Sunday, April 20, 2014

KING KONG vs. GODZILLA (1962): 30 Days of Godzilla



Ladies and gentlemen, step right up to witness a cataclysmic, catastrophic clash of titanic terrors! Get y'er front-row seats to the knock-down, drag-out battle of the century! Tonight Japan's reigning monster supreme Godzilla goes toe-to-toe with the American ape of astonishing strength: King Kong! When the dust finally settles on the ruins of Japan, who will emerge the new King of the Monsters?

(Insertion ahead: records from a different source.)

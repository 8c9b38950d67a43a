//! Printable-run extraction and small text predicates shared by the scanners.
//!
//! A printable run is a maximal stretch of bytes in `0x20..=0x7E`. Anything
//! outside that range separates runs. Runs borrow from the scanned buffer,
//! so extraction allocates nothing.

/// A candidate string found in a buffer
#[derive(Debug, Clone, Copy, PartialEq, Eq)]
pub struct Token<'a> {
    /// Byte offset of the first byte of the run (or of the length prefix)
    pub offset: usize,
    /// Whitespace-trimmed text
    pub text: &'a str,
    /// Length declared by a prefix byte, for length-prefixed tokens
    pub declared_length: Option<usize>,
}

/// Returns true for bytes in the printable ASCII range
#[inline]
pub fn is_printable(byte: u8) -> bool {
    (0x20..=0x7E).contains(&byte)
}

/// Decodes a slice that must be printable ASCII in its entirety
#[inline]
pub fn decode_printable(bytes: &[u8]) -> Option<&str> {
    if !bytes.iter().all(|&b| is_printable(b)) {
        return None;
    }
    std::str::from_utf8(bytes).ok()
}

/// Counts ASCII letters
#[inline]
pub fn alpha_count(text: &str) -> usize {
    text.bytes().filter(u8::is_ascii_alphabetic).count()
}

/// Matches an account number: 4-6 digits, optionally followed by `.digits`
pub fn is_account_number(text: &str) -> bool {
    let (whole, fraction) = match text.split_once('.') {
        Some((whole, fraction)) => (whole, Some(fraction)),
        None => (text, None),
    };

    let whole_ok = (4..=6).contains(&whole.len()) && whole.bytes().all(|b| b.is_ascii_digit());
    let fraction_ok = match fraction {
        Some(f) => !f.is_empty() && f.bytes().all(|b| b.is_ascii_digit()),
        None => true,
    };

    whole_ok && fraction_ok
}

/// Returns true if the slice is non-empty and all ASCII digits
#[inline]
pub fn is_digits(bytes: &[u8]) -> bool {
    !bytes.is_empty() && bytes.iter().all(u8::is_ascii_digit)
}

/// Iterator over the printable runs of a buffer.
///
/// A run is reported when its raw length is at least `min_len`. With a
/// `max_len`, the trimmed text must additionally fall in `min_len..=max_len`,
/// except that a run ending the buffer is never capped.
#[derive(Debug, Clone)]
pub struct PrintableRuns<'a> {
    data: &'a [u8],
    position: usize,
    min_len: usize,
    max_len: Option<usize>,
}

impl<'a> PrintableRuns<'a> {
    /// Creates an unbounded run iterator
    pub fn new(data: &'a [u8], min_len: usize) -> Self {
        Self {
            data,
            position: 0,
            min_len,
            max_len: None,
        }
    }

    /// Restricts reported runs to a trimmed length of at most `max_len`
    pub fn max_len(mut self, max_len: usize) -> Self {
        self.max_len = Some(max_len);
        self
    }

    fn accepts(&self, text: &str, at_end: bool) -> bool {
        match self.max_len {
            Some(_) if at_end => text.len() >= self.min_len,
            Some(max) => (self.min_len..=max).contains(&text.len()),
            None => true,
        }
    }
}

impl<'a> Iterator for PrintableRuns<'a> {
    type Item = Token<'a>;

    fn next(&mut self) -> Option<Self::Item> {
        let data = self.data;

        while self.position < data.len() {
            if !is_printable(data[self.position]) {
                self.position += 1;
                continue;
            }

            let start = self.position;
            while self.position < data.len() && is_printable(data[self.position]) {
                self.position += 1;
            }

            if self.position - start < self.min_len {
                continue;
            }

            let Ok(raw) = std::str::from_utf8(&data[start..self.position]) else {
                continue;
            };
            let text = raw.trim();
            if self.accepts(text, self.position == data.len()) {
                return Some(Token {
                    offset: start,
                    text,
                    declared_length: None,
                });
            }
        }

        None
    }
}

/// Extracts trimmed printable strings within a length window
pub fn extract_strings(data: &[u8], min_len: usize, max_len: usize) -> PrintableRuns<'_> {
    PrintableRuns::new(data, min_len).max_len(max_len)
}

/// Reads a length-prefixed printable token whose length byte sits at `offset`.
///
/// Returns `None` when the declared length is outside `lengths`, the body
/// runs past `limit`, or the body is not printable.
pub fn length_prefixed(
    data: &[u8],
    offset: usize,
    lengths: std::ops::RangeInclusive<usize>,
    limit: usize,
) -> Option<Token<'_>> {
    let declared = *data.get(offset)? as usize;
    if !lengths.contains(&declared) {
        return None;
    }

    let start = offset + 1;
    let end = start + declared;
    if end > limit.min(data.len()) {
        return None;
    }

    let text = decode_printable(&data[start..end])?;
    Some(Token {
        offset,
        text: text.trim(),
        declared_length: Some(declared),
    })
}

#[cfg(test)]
mod tests {
    use super::*;
    use pretty_assertions::assert_eq;

    fn texts<'a>(runs: impl Iterator<Item = Token<'a>>) -> Vec<&'a str> {
        runs.map(|t| t.text).collect()
    }

    #[test]
    fn test_runs_split_on_non_printable() {
        let data = b"\x00\x01Cash on hand\x00\xffab\x1fSales Tax\x7fEND!";
        let runs: Vec<_> = PrintableRuns::new(data, 4).collect();

        assert_eq!(texts(runs.iter().copied()), vec!["Cash on hand", "Sales Tax", "END!"]);
        assert_eq!(runs[0].offset, 2);
        assert_eq!(runs[1].offset, 19);
        assert_eq!(runs[2].offset, 29);
    }

    #[test]
    fn test_runs_are_trimmed() {
        let data = b"\x00   Padded Name   \x00";
        assert_eq!(texts(PrintableRuns::new(data, 4)), vec!["Padded Name"]);
    }

    #[test]
    fn test_window_filters_trimmed_length() {
        let long = [b'A'; 70];
        let mut data = b"\x00Ok\x00Good Name\x00    ab    \x00".to_vec();
        data.extend_from_slice(&long);
        data.push(0);

        assert_eq!(texts(extract_strings(&data, 4, 50)), vec!["Good Name"]);
        assert_eq!(PrintableRuns::new(&data, 4).count(), 3);
    }

    #[test]
    fn test_trailing_run_is_not_capped() {
        let long = "Z".repeat(70);
        let mut data = b"\x00Good Name\x00".to_vec();
        data.extend_from_slice(long.as_bytes());

        assert_eq!(
            texts(extract_strings(&data, 4, 50)),
            vec!["Good Name", long.as_str()]
        );

        // Still subject to the minimum after trimming
        assert_eq!(
            texts(extract_strings(b"\x00Good Name\x00ab    ", 4, 50)),
            vec!["Good Name"]
        );
    }

    #[test]
    fn test_runs_restartable() {
        let data = b"\x00Alpha Beta\x00Gamma Delta\x00";
        let first: Vec<_> = PrintableRuns::new(data, 4).collect();
        let second: Vec<_> = PrintableRuns::new(data, 4).collect();
        assert_eq!(first, second);
    }

    #[test]
    fn test_empty_buffer() {
        assert_eq!(PrintableRuns::new(&[], 1).count(), 0);
    }

    #[test]
    fn test_account_number_pattern() {
        assert!(is_account_number("1200"));
        assert!(is_account_number("120000"));
        assert!(is_account_number("1200.01"));
        assert!(!is_account_number("120"));
        assert!(!is_account_number("1200000"));
        assert!(!is_account_number("1200."));
        assert!(!is_account_number("12a0"));
        assert!(!is_account_number("1200.0.1"));
        assert!(!is_account_number(""));
    }

    #[test]
    fn test_length_prefixed() {
        let data = b"\x09Petty Cas\x00";
        let token = length_prefixed(data, 0, 5..=45, data.len()).unwrap();
        assert_eq!(token.text, "Petty Cas");
        assert_eq!(token.declared_length, Some(9));

        // Out of declared range
        assert!(length_prefixed(data, 0, 10..=45, data.len()).is_none());
        // Body runs past the limit
        assert!(length_prefixed(data, 0, 5..=45, 6).is_none());
        // Length byte points past the buffer
        assert!(length_prefixed(b"\x20abc", 0, 5..=45, 100).is_none());
        // Non-printable body
        assert!(length_prefixed(b"\x05ab\x00de", 0, 5..=45, 100).is_none());
    }

    #[test]
    fn test_alpha_count() {
        assert_eq!(alpha_count("A1 b2 c3"), 3);
        assert_eq!(alpha_count("1234"), 0);
    }
}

Released in 1962 in Japan and then internationally in 1963, King Kong vs. Godzilla put two of the world's most iconic giant monsters into mortal combat. In colour and in widescreen format for the first time in either of the characters' histories, King Kong vs. Godzilla represents a number of other noteworthy firsts within the Godzilla franchise. King Kong vs. Godzilla marked the first time that the Toho company worked directly with US producers. At the same time, as the median age of monster-lovers began to drop in the US and Japan as more kids flocked to monster-centric toys and material in magazines and on TV, King Kong vs. Godzilla marked Toho's first attempts to present a more comedic and kid-friendly Godzilla. Special effects supervisor Eiji Tsuburaya desired to make the monster more commercial and yielded a version of Godzilla that fought more like a wrestler than an animal and who embodied all the physical boasting and showboating of a human heavyweight contender. Despite all the firsts, King Kong vs. Godzilla also continued one of the series's most frustrating traditions: the butchering of the Japanese original by American distributors and producers.

The bigger they are, the harder they brawl.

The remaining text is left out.